Seanad debates

Wednesday, 10 November 2021

Safe Access to Termination of Pregnancy Services Bill 2021: Second Stage

 

10:30 am

Photo of Mary Seery KearneyMary Seery Kearney (Fine Gael) | Oireachtas source

At the ungodly hour of 9 a.m. last Sunday, I had my first experience of being a sideline mom at a match. I cheered on as six-year-olds played as they do, that being, not very well; but they did play. A woman beside me had a three-year-old child with her. My husband and I looked around. We thought that the little girl was gorgeous and said she was lovely. The mother told us not to judge her. I wondered what she meant, but the little girl was watching "Peppa Pig" on a phone. I told the woman there was no judgment and that we had all been that soldier.

We ended up having a conversation about the experience of being judged and the presumption of judgment. We related our experiences as new mothers of people coming up to us, commenting if we were not breastfeeding or about the clothes our children were wearing and saying the things people think they are entitled to say to others. They put their own opinions and judgments out there without any consideration for others or respect for their autonomy.

That sense of entitlement to comment becomes an aggressive entitlement when one is standing outside a service that any woman is legally entitled to get, that is, walking into a GP's practice or maternity hospital to access termination services. How dare anyone decide that he or she can go up and pray into a woman's face, shout rosaries at her and hold up obscene photographs to try to shock and shame her? The generations which shamed women are over. That ended when we voted. As a society, we made a democratic decision to permit terminations. We had a mature debate and it took us a long time to get to the table and make the decision, but we did. Therefore, anyone who has the right to access that service legally also has the right to do so without being coerced or told what choices they should make with their bodies, what services they should access and how they should think by those who are doing so based on their own morality rather than on the medical ethics and entitlements that obtain in our State. The idea of the right to protest is a Trojan horse for intimidation and coercion.That is all it is. It is using our civic right to protest. People should do so outside the Dáil, constituency offices, political party headquarters or appropriate places and zones.

An appropriate zone is not the one a woman needs to go through to access a service when she is already vulnerable and in a position where she needs to be given the freedom to go. Those protestors will not be there after they have coerced and intimidated women to have to go abroad because the service is not available in rural Ireland or not to go at all. They will not be there to pick up the pieces; they never were and they still are not. They are still not paying the bills for the intimidation and control of women over generations in this State. They are still not coughing up the money for that and there is no sign of them coming forward over the mother and baby homes either. How dare anybody decide on the right of bodily integrity for any woman in this State. We have passed that point and we are a mature nation that allows women to decide on their bodily integrity and autonomy. How dare we interfere with that right.

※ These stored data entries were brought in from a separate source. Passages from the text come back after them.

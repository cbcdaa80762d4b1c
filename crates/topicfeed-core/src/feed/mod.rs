mod fetcher;
mod models;
mod opml;
mod parser;

use async_trait::async_trait;

pub use fetcher::FeedFetcher;
pub use models::{Article, Enclosure, FeedHandle, FeedSource, ItemTag, MediaRef, RawFeedItem};
pub use opml::{parse_opml, parse_opml_file};
pub use parser::{parse_date, parse_feed};

use crate::Result;

/// Source of parsed feeds
///
/// Errors are per feed; callers decide whether one failure matters.
#[async_trait]
pub trait FeedClient: Send + Sync {
    async fn fetch(&self, url: &str) -> Result<FeedHandle>;
}
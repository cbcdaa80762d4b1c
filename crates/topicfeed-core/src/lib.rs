pub mod aggregate;
pub mod config;
pub mod error;
pub mod feed;
pub mod text;

pub use aggregate::{FeedAggregator, FilterConfig};
pub use config::AppConfig;
pub use error::{Error, Result};
pub use feed::{Article, FeedClient, FeedFetcher, FeedSource};
use std::sync::LazyLock;

use regex::Regex;

use super::FilterConfig;
use crate::feed::RawFeedItem;
use crate::text::clean_url;

/// Brand substring (matched case-insensitively against the source label)
/// and the image used when none of its items carry one
pub const FALLBACK_IMAGES: &[(&str, &str)] = &[(
    "NESN",
    "https://s47719.pcdn.co/wp-content/plugins/arsenal-images/dist/svg/nesn-editorial.svg",
)];

/// Generic meta tags that sometimes carry an image URL instead of an ID
const META_IMAGE_FIELDS: &[&str] = &["_thumbnail_id", "featured_image", "post_image", "image_url"];

static THUMBNAIL_URL_RE: LazyLock<Regex> =
    LazyLock::new(|| Regex::new(r#""thumbnailUrl"\s*:\s*"([^"]+)""#).unwrap());

static IMG_SRC_RE: LazyLock<Regex> =
    LazyLock::new(|| Regex::new(r#"(?i)<img[^>]+src=['"]([^'"]+)['"][^>]*>"#).unwrap());

fn first_img_src(html: &str) -> Option<&str> {
    IMG_SRC_RE
        .captures(html)
        .and_then(|c| c.get(1))
        .map(|m| m.as_str())
}

/// One self-contained image extraction attempt
pub trait ImageStrategy: Send + Sync {
    fn name(&self) -> &'static str;

    /// Return a validated image URL, or `None` to defer to the next strategy
    fn try_extract(&self, item: &RawFeedItem) -> Option<String>;
}

/// `<enclosure url="...">`
pub struct EnclosureLink;

impl ImageStrategy for EnclosureLink {
    fn name(&self) -> &'static str {
        "enclosure"
    }

    fn try_extract(&self, item: &RawFeedItem) -> Option<String> {
        item.enclosure
            .as_ref()
            .and_then(|e| e.link.as_deref())
            .and_then(clean_url)
    }
}

/// First `<media:content url="...">`
pub struct MediaContent;

impl ImageStrategy for MediaContent {
    fn name(&self) -> &'static str {
        "media:content"
    }

    fn try_extract(&self, item: &RawFeedItem) -> Option<String> {
        item.media_content
            .first()
            .and_then(|m| m.url.as_deref())
            .and_then(clean_url)
    }
}

/// First `<media:thumbnail url="...">`
pub struct MediaThumbnail;

impl ImageStrategy for MediaThumbnail {
    fn name(&self) -> &'static str {
        "media:thumbnail"
    }

    fn try_extract(&self, item: &RawFeedItem) -> Option<String> {
        item.media_thumbnails
            .first()
            .and_then(|m| m.url.as_deref())
            .and_then(clean_url)
    }
}

/// `content:encoded` body: embedded JSON-LD `thumbnailUrl`, else the first `<img>`
///
/// When a `thumbnailUrl` field is present the `<img>` scan is not attempted,
/// even if that field's value turns out to be unusable.
pub struct EncodedContent;

impl ImageStrategy for EncodedContent {
    fn name(&self) -> &'static str {
        "content:encoded"
    }

    fn try_extract(&self, item: &RawFeedItem) -> Option<String> {
        let content = item.content_encoded.as_deref().filter(|c| !c.is_empty())?;

        match THUMBNAIL_URL_RE.captures(content).and_then(|c| c.get(1)) {
            Some(thumbnail) => clean_url(thumbnail.as_str()),
            None => first_img_src(content).and_then(clean_url),
        }
    }
}

/// Data of a named item tag, e.g. `<post-thumbnail>`
pub struct NamedTag(pub &'static str);

impl ImageStrategy for NamedTag {
    fn name(&self) -> &'static str {
        self.0
    }

    fn try_extract(&self, item: &RawFeedItem) -> Option<String> {
        item.tag(self.0).and_then(clean_url)
    }
}

/// First `<img>` in the plain description
pub struct DescriptionImage;

impl ImageStrategy for DescriptionImage {
    fn name(&self) -> &'static str {
        "description"
    }

    fn try_extract(&self, item: &RawFeedItem) -> Option<String> {
        first_img_src(&item.description).and_then(clean_url)
    }
}

/// First of [`META_IMAGE_FIELDS`] whose data is already a URL
///
/// Values that are not URLs (attachment IDs and the like) are skipped.
pub struct MetaFields;

impl ImageStrategy for MetaFields {
    fn name(&self) -> &'static str {
        "meta fields"
    }

    fn try_extract(&self, item: &RawFeedItem) -> Option<String> {
        META_IMAGE_FIELDS
            .iter()
            .filter_map(|field| item.tag(field))
            .find_map(clean_url)
    }
}

/// Finds a representative image for a feed item
pub struct ImageResolver {
    strategies: Vec<Box<dyn ImageStrategy>>,
}

impl Default for ImageResolver {
    fn default() -> Self {
        Self {
            strategies: vec![
                Box::new(EnclosureLink),
                Box::new(MediaContent),
                Box::new(MediaThumbnail),
                Box::new(EncodedContent),
                Box::new(NamedTag("post-thumbnail")),
                Box::new(NamedTag("featuredImage")),
                Box::new(DescriptionImage),
                Box::new(MetaFields),
            ],
        }
    }
}

impl ImageResolver {
    pub fn new() -> Self {
        Self::default()
    }

    /// Strategy names in evaluation order
    pub fn strategy_names(&self) -> Vec<&'static str> {
        self.strategies.iter().map(|s| s.name()).collect()
    }

    /// First image any strategy finds, else the source's fallback, else empty
    pub fn resolve(&self, item: &RawFeedItem, source_label: &str, config: &FilterConfig) -> String {
        for strategy in &self.strategies {
            if let Some(url) = strategy.try_extract(item) {
                tracing::debug!("Image for '{}' found via {}", item.title, strategy.name());
                return url;
            }
        }

        if config.use_fallback_images {
            if let Some(url) = fallback_image(source_label) {
                return url.to_string();
            }
        }

        String::new()
    }
}

fn fallback_image(source_label: &str) -> Option<&'static str> {
    let label = source_label.to_lowercase();
    FALLBACK_IMAGES
        .iter()
        .find(|(brand, _)| label.contains(&brand.to_lowercase()))
        .map(|(_, url)| *url)
}
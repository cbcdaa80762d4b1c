use chrono::{DateTime, Utc};
use serde::{Deserialize, Serialize};

/// A configured feed subscription
#[derive(Debug, Clone, PartialEq, Eq, Serialize, Deserialize)]
pub struct FeedSource {
    pub url: String,
    pub label: String,
}

impl FeedSource {
    pub fn new(url: impl Into<String>, label: impl Into<String>) -> Self {
        Self {
            url: url.into(),
            label: label.into(),
        }
    }

    /// Build a source whose label is the host of its URL
    pub fn from_url(url: impl Into<String>) -> Self {
        let url = url.into();
        let label = url::Url::parse(&url)
            .ok()
            .and_then(|u| u.host_str().map(str::to_string))
            .unwrap_or_else(|| url.clone());
        Self { url, label }
    }
}

/// `<enclosure>` or Atom `rel="enclosure"` attachment
#[derive(Debug, Clone, Default, PartialEq, Eq)]
pub struct Enclosure {
    pub link: Option<String>,
}

/// A Media-RSS `content` or `thumbnail` element
#[derive(Debug, Clone, Default, PartialEq, Eq)]
pub struct MediaRef {
    pub url: Option<String>,
}

impl MediaRef {
    pub fn new(url: impl Into<String>) -> Self {
        Self {
            url: Some(url.into()),
        }
    }
}

/// An un-namespaced child element of an item, e.g. `<post-thumbnail>`
#[derive(Debug, Clone, PartialEq, Eq)]
pub struct ItemTag {
    pub name: String,
    pub data: String,
}

impl ItemTag {
    pub fn new(name: impl Into<String>, data: impl Into<String>) -> Self {
        Self {
            name: name.into(),
            data: data.into(),
        }
    }
}

/// One parsed feed entry, as produced by the feed parser
#[derive(Debug, Clone, Default)]
pub struct RawFeedItem {
    pub title: String,
    /// May contain markup
    pub description: String,
    pub permalink: Option<String>,
    pub published: Option<DateTime<Utc>>,
    pub enclosure: Option<Enclosure>,
    pub media_content: Vec<MediaRef>,
    pub media_thumbnails: Vec<MediaRef>,
    /// Raw `content:encoded` markup
    pub content_encoded: Option<String>,
    pub tags: Vec<ItemTag>,
}

impl RawFeedItem {
    /// Data of the first tag with the given name
    pub fn tag(&self, name: &str) -> Option<&str> {
        self.tags
            .iter()
            .find(|t| t.name == name)
            .map(|t| t.data.as_str())
    }
}

/// A fetched and parsed feed
#[derive(Debug, Clone, Default)]
pub struct FeedHandle {
    pub title: Option<String>,
    pub items: Vec<RawFeedItem>,
}

impl FeedHandle {
    pub fn new(items: Vec<RawFeedItem>) -> Self {
        Self { title: None, items }
    }

    /// Slice of at most `limit` items starting at `offset`
    pub fn items(&self, offset: usize, limit: usize) -> &[RawFeedItem] {
        let start = offset.min(self.items.len());
        let end = start.saturating_add(limit).min(self.items.len());
        &self.items[start..end]
    }
}

/// A display-ready article summary
#[derive(Debug, Clone, PartialEq, Eq, Serialize, Deserialize)]
pub struct Article {
    /// HTML-escaped title
    pub title: String,
    /// Validated permalink, empty when the item had none
    pub link: String,
    pub description: String,
    pub publish_date: DateTime<Utc>,
    pub source: String,
    /// Empty when no image was found
    pub image: String,
}

impl Article {
    pub fn has_image(&self) -> bool {
        !self.image.is_empty()
    }
}

#[cfg(test)]
mod tests {
    use super::*;

    #[test]
    fn test_source_label_falls_back_to_host() {
        let source = FeedSource::from_url("https://nesn.com/feed/");
        assert_eq!(source.label, "nesn.com");

        let source = FeedSource::from_url("not a url");
        assert_eq!(source.label, "not a url");
    }

    #[test]
    fn test_handle_items_window() {
        let items = (0..5)
            .map(|i| RawFeedItem {
                title: format!("item {}", i),
                ..Default::default()
            })
            .collect();
        let handle = FeedHandle::new(items);

        assert_eq!(handle.items(0, 3).len(), 3);
        assert_eq!(handle.items(3, 10).len(), 2);
        assert_eq!(handle.items(3, 10)[0].title, "item 3");
        assert!(handle.items(9, 2).is_empty());
        assert_eq!(handle.items(0, usize::MAX).len(), 5);
    }

    #[test]
    fn test_first_tag_wins() {
        let item = RawFeedItem {
            tags: vec![
                ItemTag::new("featuredImage", "https://a.example/1.jpg"),
                ItemTag::new("featuredImage", "https://a.example/2.jpg"),
            ],
            ..Default::default()
        };
        assert_eq!(item.tag("featuredImage"), Some("https://a.example/1.jpg"));
        assert_eq!(item.tag("missing"), None);
    }
}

I congratulate Senator Gavan and the Sinn Féin group on bringing this Bill and I congratulate those who signed and supported it. This gives us the opportunity to have the debate, air our positions, agitate for the legislation to be brought forward, consider whatever legislation is still there and how that needs to be enhanced and all of that. That is very important. We have had enough of telling people what to do. At the point where they are crossing that threshold, they need to be left their privacy and the right to attend their doctor, as does everybody else who is attending that doctor. I have seen the protests outside the National Maternity Hospital, Holles Street and the clinics in Goatstown. It is an obscenity and coercion and it should not happen. Shame on anyone who thinks he or she has a right to intimidate up that close with such graphic props like photographs and white coffins. I have been one of those women who has crossed that threshold and gone in with my baby's heart no longer beating for a dilation and curettage procedure. I would not want to come out and see white coffins; it is shameful.

I support the Bill and I know the Minister will be bringing forward legislation quickly. It is important we do so now. We need to protect and support the women and we also need to support the practitioners around the country who would wish to provide the service and who currently feel disabled from doing so. That time is over.